Source material: Begin

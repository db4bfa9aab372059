//! Public hooks.
//!
//! Every hook takes the component's [`RenderCx`] and must be called on every
//! render, in the same order. Components have to be mounted on a
//! [`Router::context`](crate::Router::context) (or a descendant of it);
//! anywhere else the hooks fail with [`RouterError::NoRouterStore`].

use std::rc::Rc;

use waypoint_core::RenderCx;

use crate::error::{Result, RouterError};
use crate::location::QueryUpdate;
use crate::selector::create_hook;
use crate::state::{EntireRouterState, RouterState};
use crate::store::{RouterActions, RouterStore};

fn select_state(state: &Rc<EntireRouterState>, _: &()) -> RouterState {
    RouterState(state.clone())
}

fn select_query_param(state: &Rc<EntireRouterState>, key: &String) -> Option<String> {
    state.query_param(key).map(str::to_owned)
}

fn select_path_param(state: &Rc<EntireRouterState>, key: &String) -> Option<String> {
    state.path_param(key).map(str::to_owned)
}

/// The whole router state; re-renders on every location change.
pub fn use_router(cx: &mut RenderCx<'_>) -> Result<(RouterState, RouterActions)> {
    create_hook::<RouterStore, _, _, _>(select_state).use_hook(cx, ())
}

/// Actions only. Never causes a re-render.
pub fn use_router_actions(cx: &RenderCx<'_>) -> Result<RouterActions> {
    cx.context()
        .get::<RouterStore>()
        .map(|store| store.actions())
        .ok_or(RouterError::NoRouterStore)
}

/// Setter handed out by [`use_query_param`].
#[derive(Clone, PartialEq)]
pub struct QueryParamSetter {
    key: String,
    actions: RouterActions,
}

impl QueryParamSetter {
    /// `"v"` / `Some("v")` sets, `None` or [`QueryUpdate::Remove`] deletes the
    /// key, [`QueryUpdate::Keep`] leaves it alone. Always pushes.
    pub fn set(&self, value: impl Into<QueryUpdate>) {
        let update: QueryUpdate = value.into();
        self.actions.push_query_param([(self.key.as_str(), update)]);
    }

    pub fn remove(&self) {
        self.set(QueryUpdate::Remove);
    }

    pub fn key(&self) -> &str {
        &self.key
    }
}

/// One query param and its setter.
///
/// The value is `None` while the key is absent. A component using this hook
/// re-renders only when this key's value changes.
pub fn use_query_param(
    cx: &mut RenderCx<'_>,
    key: &str,
) -> Result<(Option<String>, QueryParamSetter)> {
    let (value, actions) =
        create_hook::<RouterStore, _, _, _>(select_query_param).use_hook(cx, key.to_string())?;
    Ok((
        value,
        QueryParamSetter {
            key: key.to_string(),
            actions,
        },
    ))
}

/// Setter handed out by [`use_path_param`].
#[derive(Clone, PartialEq)]
pub struct PathParamSetter {
    key: String,
    actions: RouterActions,
}

impl PathParamSetter {
    /// Path params cannot be removed, only replaced.
    pub fn set(&self, value: impl Into<String>) -> Result<()> {
        let value: String = value.into();
        self.actions.push_path_param([(self.key.as_str(), value)])
    }

    pub fn key(&self) -> &str {
        &self.key
    }
}

/// One path param of the matched route and its setter.
pub fn use_path_param(
    cx: &mut RenderCx<'_>,
    key: &str,
) -> Result<(Option<String>, PathParamSetter)> {
    let (value, actions) =
        create_hook::<RouterStore, _, _, _>(select_path_param).use_hook(cx, key.to_string())?;
    Ok((
        value,
        PathParamSetter {
            key: key.to_string(),
            actions,
        },
    ))
}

Source material: End

§ Task requirements
What is needed is each line from the records with the word "value" in it.

§ Task response
    pub fn set(&self, value: impl Into<QueryUpdate>) {
        let update: QueryUpdate = value.into();
/// The value is `None` while the key is absent. A component using this hook
/// re-renders only when this key's value changes.
    let (value, actions) =
        value,
    pub fn set(&self, value: impl Into<String>) -> Result<()> {
        let value: String = value.into();
        self.actions.push_path_param([(self.key.as_str(), value)])
    let (value, actions) =
        value,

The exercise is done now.